(Stored data)
^^^^^^^^^^^^^^^^

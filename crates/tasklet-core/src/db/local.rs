//! Local SQLite database for offline-first storage.
//!
//! This module provides `LocalDb`, a partition-scoped handle over a SQLite
//! connection pool, and `WriteTxn`, the only way to mutate tasks. Every
//! committed write transaction bumps a revision counter that live queries
//! watch.

use std::path::Path;
use std::str::FromStr;
use std::sync::Arc;

use chrono::{DateTime, SecondsFormat, Utc};
use sqlx::sqlite::{SqliteConnectOptions, SqlitePool, SqlitePoolOptions};
use sqlx::{FromRow, Sqlite, Transaction};
use tokio::sync::watch;
use tracing::debug;
use uuid::Uuid;

use super::live::{LiveQuery, Sort};
use crate::models::Task;
use crate::{Result, TaskletError};

/// Partition used when sync is disabled.
pub const LOCAL_PARTITION: &str = "";

const TASK_COLUMNS: &str = "id, description, is_complete, created_at, user_id";

/// Helper struct for mapping task rows from SQLite.
#[derive(Debug, FromRow)]
struct TaskRow {
    id: String,
    description: String,
    is_complete: i32,
    created_at: String,
    user_id: Option<String>,
}

impl TryFrom<TaskRow> for Task {
    type Error = TaskletError;

    fn try_from(row: TaskRow) -> Result<Self> {
        Ok(Task {
            id: Uuid::parse_str(&row.id).map_err(|e| sqlx::Error::Decode(Box::new(e)))?,
            description: row.description,
            is_complete: row.is_complete != 0,
            created_at: DateTime::parse_from_rfc3339(&row.created_at)
                .map(|dt| dt.with_timezone(&Utc))
                .map_err(|e| sqlx::Error::Decode(Box::new(e)))?,
            user_id: row.user_id,
        })
    }
}

/// Fixed-width timestamps so that text ordering matches time ordering.
fn encode_timestamp(ts: &DateTime<Utc>) -> String {
    ts.to_rfc3339_opts(SecondsFormat::Micros, true)
}

/// Local SQLite database for offline-first storage.
///
/// Cloning is cheap; clones share the pool and the revision counter.
#[derive(Clone)]
pub struct LocalDb {
    pool: SqlitePool,
    partition: String,
    revision: Arc<watch::Sender<u64>>,
}

impl LocalDb {
    /// Create an in-memory database for testing.
    pub async fn new_in_memory() -> Result<Self> {
        let options = SqliteConnectOptions::from_str(":memory:")?.create_if_missing(true);

        let pool = SqlitePoolOptions::new()
            .max_connections(1)
            // The database lives only as long as its single connection
            .idle_timeout(None)
            .max_lifetime(None)
            .connect_with(options)
            .await?;

        Ok(Self::from_pool(pool))
    }

    /// Create a file-based database at the specified path.
    pub async fn new(path: &Path) -> Result<Self> {
        let options = SqliteConnectOptions::from_str(&format!("sqlite:{}", path.display()))?
            .create_if_missing(true);

        let pool = SqlitePoolOptions::new()
            .max_connections(5)
            .connect_with(options)
            .await?;

        Ok(Self::from_pool(pool))
    }

    fn from_pool(pool: SqlitePool) -> Self {
        let (revision, _) = watch::channel(0);
        Self {
            pool,
            partition: LOCAL_PARTITION.to_string(),
            revision: Arc::new(revision),
        }
    }

    /// Run database migrations to create tables and indexes.
    pub async fn run_migrations(&self) -> Result<()> {
        sqlx::query(
            r#"
            CREATE TABLE IF NOT EXISTS tasks (
                id TEXT PRIMARY KEY,
                partition TEXT NOT NULL DEFAULT '',
                description TEXT NOT NULL,
                is_complete INTEGER NOT NULL DEFAULT 0,
                created_at TEXT NOT NULL,
                user_id TEXT
            )
            "#,
        )
        .execute(&self.pool)
        .await?;

        sqlx::query(
            "CREATE INDEX IF NOT EXISTS idx_tasks_partition_created_at ON tasks(partition, created_at)",
        )
        .execute(&self.pool)
        .await?;

        Ok(())
    }

    /// A handle over the same database scoped to another partition.
    pub fn with_partition(&self, partition: impl Into<String>) -> Self {
        Self {
            pool: self.pool.clone(),
            partition: partition.into(),
            revision: Arc::clone(&self.revision),
        }
    }

    pub fn partition(&self) -> &str {
        &self.partition
    }

    /// Current commit revision.
    pub fn revision(&self) -> u64 {
        *self.revision.borrow()
    }

    pub(crate) fn subscribe(&self) -> watch::Receiver<u64> {
        self.revision.subscribe()
    }

    /// Close the pool. Other clones of this handle stop working as well.
    pub async fn close(&self) {
        self.pool.close().await;
    }

    /// Begin a write transaction.
    pub async fn write(&self) -> Result<WriteTxn> {
        let tx = self.pool.begin().await?;
        Ok(WriteTxn {
            tx,
            partition: self.partition.clone(),
            revision: Arc::clone(&self.revision),
            changes: 0,
        })
    }

    /// A live, auto-updating view of every task in this partition.
    pub fn query(&self, sort: Sort) -> LiveQuery {
        LiveQuery::new(self.clone(), sort)
    }

    // ==================== Task Reads ====================

    /// Get a task by its ID.
    pub async fn get_task(&self, id: Uuid) -> Result<Option<Task>> {
        let row: Option<TaskRow> = sqlx::query_as(&format!(
            "SELECT {TASK_COLUMNS} FROM tasks WHERE id = ?1 AND partition = ?2"
        ))
        .bind(id.to_string())
        .bind(&self.partition)
        .fetch_optional(&self.pool)
        .await?;

        row.map(Task::try_from).transpose()
    }

    /// List all tasks in this partition in the given order.
    pub async fn list_tasks(&self, sort: Sort) -> Result<Vec<Task>> {
        let rows: Vec<TaskRow> = sqlx::query_as(&format!(
            "SELECT {TASK_COLUMNS} FROM tasks WHERE partition = ?1 ORDER BY {}",
            sort.order_by()
        ))
        .bind(&self.partition)
        .fetch_all(&self.pool)
        .await?;

        rows.into_iter().map(Task::try_from).collect()
    }

    pub async fn count_tasks(&self) -> Result<i64> {
        let (count,): (i64,) = sqlx::query_as("SELECT COUNT(*) FROM tasks WHERE partition = ?1")
            .bind(&self.partition)
            .fetch_one(&self.pool)
            .await?;
        Ok(count)
    }

    /// Resolve a full UUID or a unique prefix of one.
    pub async fn find_task(&self, id_or_prefix: &str) -> Result<Task> {
        let needle = id_or_prefix.trim().to_lowercase();
        if needle.is_empty() {
            return Err(TaskletError::InvalidInput("Task id cannot be empty".to_string()));
        }

        if let Ok(id) = Uuid::parse_str(&needle) {
            return self
                .get_task(id)
                .await?
                .ok_or_else(|| TaskletError::NotFound(format!("task {}", id)));
        }

        let rows: Vec<TaskRow> = sqlx::query_as(&format!(
            "SELECT {TASK_COLUMNS} FROM tasks WHERE partition = ?1 AND id LIKE ?2 || '%' LIMIT 2"
        ))
        .bind(&self.partition)
        .bind(&needle)
        .fetch_all(&self.pool)
        .await?;

        let mut rows = rows.into_iter();
        match (rows.next(), rows.next()) {
            (Some(row), None) => row.try_into(),
            (None, _) => Err(TaskletError::NotFound(format!("task {}", needle))),
            (Some(_), Some(_)) => Err(TaskletError::InvalidInput(format!(
                "Task id prefix '{}' is ambiguous",
                needle
            ))),
        }
    }
}

/// An open write transaction.
///
/// Dropping it without calling [`WriteTxn::commit`] rolls every statement
/// back.
pub struct WriteTxn {
    tx: Transaction<'static, Sqlite>,
    partition: String,
    revision: Arc<watch::Sender<u64>>,
    changes: usize,
}

impl WriteTxn {
    /// Insert a new task.
    pub async fn create(&mut self, task: &Task) -> Result<()> {
        if task.description.is_empty() {
            return Err(TaskletError::InvalidInput(
                "Task description cannot be empty".to_string(),
            ));
        }

        sqlx::query(
            r#"
            INSERT INTO tasks (id, partition, description, is_complete, created_at, user_id)
            VALUES (?1, ?2, ?3, ?4, ?5, ?6)
            "#,
        )
        .bind(task.id.to_string())
        .bind(&self.partition)
        .bind(&task.description)
        .bind(if task.is_complete { 1 } else { 0 })
        .bind(encode_timestamp(&task.created_at))
        .bind(&task.user_id)
        .execute(&mut *self.tx)
        .await?;

        self.changes += 1;
        Ok(())
    }

    /// Read a task as seen from inside this transaction.
    pub async fn get(&mut self, id: Uuid) -> Result<Option<Task>> {
        let row: Option<TaskRow> = sqlx::query_as(&format!(
            "SELECT {TASK_COLUMNS} FROM tasks WHERE id = ?1 AND partition = ?2"
        ))
        .bind(id.to_string())
        .bind(&self.partition)
        .fetch_optional(&mut *self.tx)
        .await?;

        row.map(Task::try_from).transpose()
    }

    /// Overwrite the mutable fields of an existing task.
    pub async fn update(&mut self, task: &Task) -> Result<()> {
        let result = sqlx::query(
            "UPDATE tasks SET description = ?1, is_complete = ?2 WHERE id = ?3 AND partition = ?4",
        )
        .bind(&task.description)
        .bind(if task.is_complete { 1 } else { 0 })
        .bind(task.id.to_string())
        .bind(&self.partition)
        .execute(&mut *self.tx)
        .await?;

        if result.rows_affected() == 0 {
            return Err(TaskletError::NotFound(format!("task {}", task.id)));
        }

        self.changes += 1;
        Ok(())
    }

    /// Delete a task by its ID.
    pub async fn delete(&mut self, id: Uuid) -> Result<()> {
        let result = sqlx::query("DELETE FROM tasks WHERE id = ?1 AND partition = ?2")
            .bind(id.to_string())
            .bind(&self.partition)
            .execute(&mut *self.tx)
            .await?;

        if result.rows_affected() == 0 {
            return Err(TaskletError::NotFound(format!("task {}", id)));
        }

        self.changes += 1;
        Ok(())
    }

    /// Commit and notify live queries if anything changed.
    pub async fn commit(self) -> Result<()> {
        let changes = self.changes;
        self.tx.commit().await?;

        if changes > 0 {
            self.revision.send_modify(|rev| *rev += 1);
            debug!(changes, revision = *self.revision.borrow(), "write transaction committed");
        }

        Ok(())
    }

    /// Discard every statement in this transaction.
    pub async fn rollback(self) -> Result<()> {
        self.tx.rollback().await?;
        Ok(())
    }
}
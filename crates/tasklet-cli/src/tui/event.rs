use anyhow::Result;
use crossterm::event::{self, Event as CrosstermEvent, KeyEvent, KeyEventKind};
use std::sync::mpsc;
use std::thread;
use std::time::{Duration, Instant};

/// Terminal events
#[derive(Clone, Debug)]
pub enum Event {
    /// Periodic redraw
    Tick,
    /// Key press
    Key(KeyEvent),
    /// Terminal resize
    Resize,
}

/// Reads terminal input on a background thread.
pub struct EventHandler {
    receiver: mpsc::Receiver<Event>,
    _handler: thread::JoinHandle<()>,
}

impl EventHandler {
    /// Create a new event handler ticking every `tick_rate` milliseconds.
    pub fn new(tick_rate: u64) -> Self {
        let tick_rate = Duration::from_millis(tick_rate);
        let (sender, receiver) = mpsc::channel();

        let handler = thread::spawn(move || {
            let mut last_tick = Instant::now();
            loop {
                let timeout = tick_rate
                    .checked_sub(last_tick.elapsed())
                    .unwrap_or(tick_rate);

                if let Ok(true) = event::poll(timeout) {
                    let forwarded = match event::read() {
                        // Presses only; Windows also reports releases
                        Ok(CrosstermEvent::Key(key)) if key.kind == KeyEventKind::Press => {
                            Some(Event::Key(key))
                        }
                        Ok(CrosstermEvent::Resize(_, _)) => Some(Event::Resize),
                        _ => None,
                    };
                    if let Some(event) = forwarded
                        && sender.send(event).is_err()
                    {
                        break;
                    }
                }

                if last_tick.elapsed() >= tick_rate {
                    if sender.send(Event::Tick).is_err() {
                        break;
                    }
                    last_tick = Instant::now();
                }
            }
        });

        Self {
            receiver,
            _handler: handler,
        }
    }

    /// Block until the next event.
    pub fn next(&self) -> Result<Event> {
        Ok(self.receiver.recv()?)
    }
}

^^^^^^^^^^^^^^^^

*Description of the task*.
Each line above that carries the string "Duration" has to be returned.

*Task response*.
use std::time::{Duration, Instant};
        let tick_rate = Duration::from_millis(tick_rate);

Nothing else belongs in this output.